*DATASET ENTRIES*.
--

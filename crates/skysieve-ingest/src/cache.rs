//! Per-author verdict cache with single-flight resolution.
//!
//! The cache answers one question — is this author accepted? — while holding
//! two invariants the pipeline depends on:
//!
//! - **At most one lookup in flight per DID.** A burst of creates by one
//!   author (within an event or across adjacent events) coalesces onto a
//!   single directory round-trip; every caller gets the same verdict. Cold
//!   misses coalesce through moka's `try_get_with`; background refreshes are
//!   deduplicated by a refreshing-set guard.
//! - **Transient failures cache nothing.** A timeout or outage rejects the
//!   author's creates for the current event only; the next event mentioning
//!   the author retries. Only `NotFound` is definitive and caches a deny, so
//!   authors without an identity record don't hammer the directory.
//!
//! Verdicts older than `refresh_after` are served immediately while a
//! background re-resolution replaces them (stale-while-revalidate); entries
//! that outlive twice that interval are evicted outright by the cache TTL, so
//! a refresh that keeps failing eventually forces a cold lookup.

use std::collections::HashSet;
use std::sync::Arc;
use std::time::{Duration, Instant};

use metrics::counter;
use moka::future::Cache;
use parking_lot::Mutex;

use crate::policy::PostPolicy;
use crate::resolve::{DidResolver, ResolveError};

/// Cache configuration.
#[derive(Debug, Clone)]
pub struct CacheConfig {
    /// Verdicts older than this are stale and re-resolved on next access.
    pub refresh_after: Duration,
    /// Maximum number of cached verdicts. Authors beyond the cap cost extra
    /// directory lookups, never unbounded memory.
    pub max_capacity: u64,
}

impl Default for CacheConfig {
    fn default() -> Self {
        Self {
            refresh_after: Duration::from_secs(24 * 60 * 60),
            max_capacity: 1_000_000,
        }
    }
}

/// A cached accept/deny decision for one author.
#[derive(Debug, Clone)]
pub struct IdentityVerdict {
    /// The author this verdict is for.
    pub did: String,
    /// Whether the author's posts are accepted.
    pub accepted: bool,
    /// When the verdict was produced.
    pub resolved_at: Instant,
}

impl IdentityVerdict {
    /// Produce a verdict stamped now.
    pub fn new(did: &str, accepted: bool) -> Self {
        Self {
            did: did.to_string(),
            accepted,
            resolved_at: Instant::now(),
        }
    }
}

/// Author-verdict cache in front of a [`DidResolver`].
pub struct IdentityCache<R> {
    verdicts: Cache<String, IdentityVerdict>,
    /// DIDs with a background refresh in flight.
    refreshing: Arc<Mutex<HashSet<String>>>,
    resolver: Arc<R>,
    policy: Arc<PostPolicy>,
    refresh_after: Duration,
}

impl<R: DidResolver + 'static> IdentityCache<R> {
    /// Create a cache over the given resolver and policy.
    pub fn new(config: CacheConfig, resolver: Arc<R>, policy: Arc<PostPolicy>) -> Self {
        let verdicts = Cache::builder()
            .max_capacity(config.max_capacity)
            .time_to_live(config.refresh_after.saturating_mul(2))
            .build();

        Self {
            verdicts,
            refreshing: Arc::new(Mutex::new(HashSet::new())),
            resolver,
            policy,
            refresh_after: config.refresh_after,
        }
    }

    /// Get the author's verdict, resolving if necessary.
    ///
    /// Returns immediately on a cached verdict (stale ones are served while a
    /// background refresh runs). A miss performs one coalesced resolution;
    /// transient resolver errors propagate without caching anything.
    pub async fn get_or_resolve(&self, did: &str) -> Result<IdentityVerdict, ResolveError> {
        if let Some(verdict) = self.verdicts.get(did).await {
            if verdict.resolved_at.elapsed() < self.refresh_after {
                counter!("identity_cache_hits_total").increment(1);
                return Ok(verdict);
            }
            self.spawn_refresh(did);
            counter!("identity_cache_stale_served_total").increment(1);
            return Ok(verdict);
        }

        self.resolve_and_cache(did).await
    }

    /// Number of cached verdicts.
    pub async fn entry_count(&self) -> u64 {
        self.verdicts.run_pending_tasks().await;
        self.verdicts.entry_count()
    }

    /// Coalesced cold-path resolution: one resolver call no matter how many
    /// concurrent callers ask for the same DID.
    async fn resolve_and_cache(&self, did: &str) -> Result<IdentityVerdict, ResolveError> {
        let resolver = Arc::clone(&self.resolver);
        let policy = Arc::clone(&self.policy);
        let owned_did = did.to_string();

        self.verdicts
            .try_get_with(
                did.to_string(),
                async move { resolve_verdict(&*resolver, &policy, &owned_did).await },
            )
            .await
            .map_err(|e: Arc<ResolveError>| (*e).clone())
    }

    /// Start a background re-resolution for a stale DID, at most one at a
    /// time per DID. A failed refresh keeps the stale verdict.
    fn spawn_refresh(&self, did: &str) {
        if !self.refreshing.lock().insert(did.to_string()) {
            return;
        }

        let verdicts = self.verdicts.clone();
        let refreshing = Arc::clone(&self.refreshing);
        let resolver = Arc::clone(&self.resolver);
        let policy = Arc::clone(&self.policy);
        let did = did.to_string();

        tokio::spawn(async move {
            match resolve_verdict(&*resolver, &policy, &did).await {
                Ok(verdict) => {
                    tracing::debug!(did = %did, accepted = verdict.accepted, "identity verdict refreshed");
                    verdicts.insert(did.clone(), verdict).await;
                }
                Err(e) => {
                    tracing::warn!(did = %did, error = %e, "identity refresh failed, keeping stale verdict");
                }
            }
            refreshing.lock().remove(&did);
        });
    }
}

/// One resolver round-trip mapped to a verdict. `NotFound` is a deny verdict,
/// not an error; transient failures pass through.
async fn resolve_verdict<R: DidResolver>(
    resolver: &R,
    policy: &PostPolicy,
    did: &str,
) -> Result<IdentityVerdict, ResolveError> {
    match resolver.resolve(did).await {
        Ok(doc) => {
            let accepted = policy.verdict_for(&doc);
            tracing::debug!(did = %did, accepted, aliases = ?doc.also_known_as, "identity resolved");
            Ok(IdentityVerdict::new(did, accepted))
        }
        Err(e) if e.is_definitive() => {
            tracing::debug!(did = %did, "no identity record, caching deny");
            Ok(IdentityVerdict::new(did, false))
        }
        Err(e) => {
            counter!("resolver_errors_total", "kind" => e.kind()).increment(1);
            Err(e)
        }
    }
}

--

*REQUIRED WORK*. With the records above in view, retype each one exactly.

*FINAL ANSWER*.
filename crates/skysieve-ingest/src/cache.rs
//! Per-author verdict cache with single-flight resolution.
//!
//! The cache answers one question — is this author accepted? — while holding
//! two invariants the pipeline depends on:
//!
//! - **At most one lookup in flight per DID.** A burst of creates by one
//!   author (within an event or across adjacent events) coalesces onto a
//!   single directory round-trip; every caller gets the same verdict. Cold
//!   misses coalesce through moka's `try_get_with`; background refreshes are
//!   deduplicated by a refreshing-set guard.
//! - **Transient failures cache nothing.** A timeout or outage rejects the
//!   author's creates for the current event only; the next event mentioning
//!   the author retries. Only `NotFound` is definitive and caches a deny, so
//!   authors without an identity record don't hammer the directory.
//!
//! Verdicts older than `refresh_after` are served immediately while a
//! background re-resolution replaces them (stale-while-revalidate); entries
//! that outlive twice that interval are evicted outright by the cache TTL, so
//! a refresh that keeps failing eventually forces a cold lookup.

use std::collections::HashSet;
use std::sync::Arc;
use std::time::{Duration, Instant};

use metrics::counter;
use moka::future::Cache;
use parking_lot::Mutex;

use crate::policy::PostPolicy;
use crate::resolve::{DidResolver, ResolveError};

/// Cache configuration.
#[derive(Debug, Clone)]
pub struct CacheConfig {
    /// Verdicts older than this are stale and re-resolved on next access.
    pub refresh_after: Duration,
    /// Maximum number of cached verdicts. Authors beyond the cap cost extra
    /// directory lookups, never unbounded memory.
    pub max_capacity: u64,
}

impl Default for CacheConfig {
    fn default() -> Self {
        Self {
            refresh_after: Duration::from_secs(24 * 60 * 60),
            max_capacity: 1_000_000,
        }
    }
}

/// A cached accept/deny decision for one author.
#[derive(Debug, Clone)]
pub struct IdentityVerdict {
    /// The author this verdict is for.
    pub did: String,
    /// Whether the author's posts are accepted.
    pub accepted: bool,
    /// When the verdict was produced.
    pub resolved_at: Instant,
}

impl IdentityVerdict {
    /// Produce a verdict stamped now.
    pub fn new(did: &str, accepted: bool) -> Self {
        Self {
            did: did.to_string(),
            accepted,
            resolved_at: Instant::now(),
        }
    }
}

/// Author-verdict cache in front of a [`DidResolver`].
pub struct IdentityCache<R> {
    verdicts: Cache<String, IdentityVerdict>,
    /// DIDs with a background refresh in flight.
    refreshing: Arc<Mutex<HashSet<String>>>,
    resolver: Arc<R>,
    policy: Arc<PostPolicy>,
    refresh_after: Duration,
}

impl<R: DidResolver + 'static> IdentityCache<R> {
    /// Create a cache over the given resolver and policy.
    pub fn new(config: CacheConfig, resolver: Arc<R>, policy: Arc<PostPolicy>) -> Self {
        let verdicts = Cache::builder()
            .max_capacity(config.max_capacity)
            .time_to_live(config.refresh_after.saturating_mul(2))
            .build();

        Self {
            verdicts,
            refreshing: Arc::new(Mutex::new(HashSet::new())),
            resolver,
            policy,
            refresh_after: config.refresh_after,
        }
    }

    /// Get the author's verdict, resolving if necessary.
    ///
    /// Returns immediately on a cached verdict (stale ones are served while a
    /// background refresh runs). A miss performs one coalesced resolution;
    /// transient resolver errors propagate without caching anything.
    pub async fn get_or_resolve(&self, did: &str) -> Result<IdentityVerdict, ResolveError> {
        if let Some(verdict) = self.verdicts.get(did).await {
            if verdict.resolved_at.elapsed() < self.refresh_after {
                counter!("identity_cache_hits_total").increment(1);
                return Ok(verdict);
            }
            self.spawn_refresh(did);
            counter!("identity_cache_stale_served_total").increment(1);
            return Ok(verdict);
        }

        self.resolve_and_cache(did).await
    }

    /// Number of cached verdicts.
    pub async fn entry_count(&self) -> u64 {
        self.verdicts.run_pending_tasks().await;
        self.verdicts.entry_count()
    }

    /// Coalesced cold-path resolution: one resolver call no matter how many
    /// concurrent callers ask for the same DID.
    async fn resolve_and_cache(&self, did: &str) -> Result<IdentityVerdict, ResolveError> {
        let resolver = Arc::clone(&self.resolver);
        let policy = Arc::clone(&self.policy);
        let owned_did = did.to_string();

        self.verdicts
            .try_get_with(
                did.to_string(),
                async move { resolve_verdict(&*resolver, &policy, &owned_did).await },
            )
            .await
            .map_err(|e: Arc<ResolveError>| (*e).clone())
    }

    /// Start a background re-resolution for a stale DID, at most one at a
    /// time per DID. A failed refresh keeps the stale verdict.
    fn spawn_refresh(&self, did: &str) {
        if !self.refreshing.lock().insert(did.to_string()) {
            return;
        }

        let verdicts = self.verdicts.clone();
        let refreshing = Arc::clone(&self.refreshing);
        let resolver = Arc::clone(&self.resolver);
        let policy = Arc::clone(&self.policy);
        let did = did.to_string();

        tokio::spawn(async move {
            match resolve_verdict(&*resolver, &policy, &did).await {
                Ok(verdict) => {
                    tracing::debug!(did = %did, accepted = verdict.accepted, "identity verdict refreshed");
                    verdicts.insert(did.clone(), verdict).await;
                }
                Err(e) => {
                    tracing::warn!(did = %did, error = %e, "identity refresh failed, keeping stale verdict");
                }
            }
            refreshing.lock().remove(&did);
        });
    }
}

/// One resolver round-trip mapped to a verdict. `NotFound` is a deny verdict,
/// not an error; transient failures pass through.
async fn resolve_verdict<R: DidResolver>(
    resolver: &R,
    policy: &PostPolicy,
    did: &str,
) -> Result<IdentityVerdict, ResolveError> {
    match resolver.resolve(did).await {
        Ok(doc) => {
            let accepted = policy.verdict_for(&doc);
            tracing::debug!(did = %did, accepted, aliases = ?doc.also_known_as, "identity resolved");
            Ok(IdentityVerdict::new(did, accepted))
        }
        Err(e) if e.is_definitive() => {
            tracing::debug!(did = %did, "no identity record, caching deny");
            Ok(IdentityVerdict::new(did, false))
        }
        Err(e) => {
            counter!("resolver_errors_total", "kind" => e.kind()).increment(1);
            Err(e)
        }
    }
}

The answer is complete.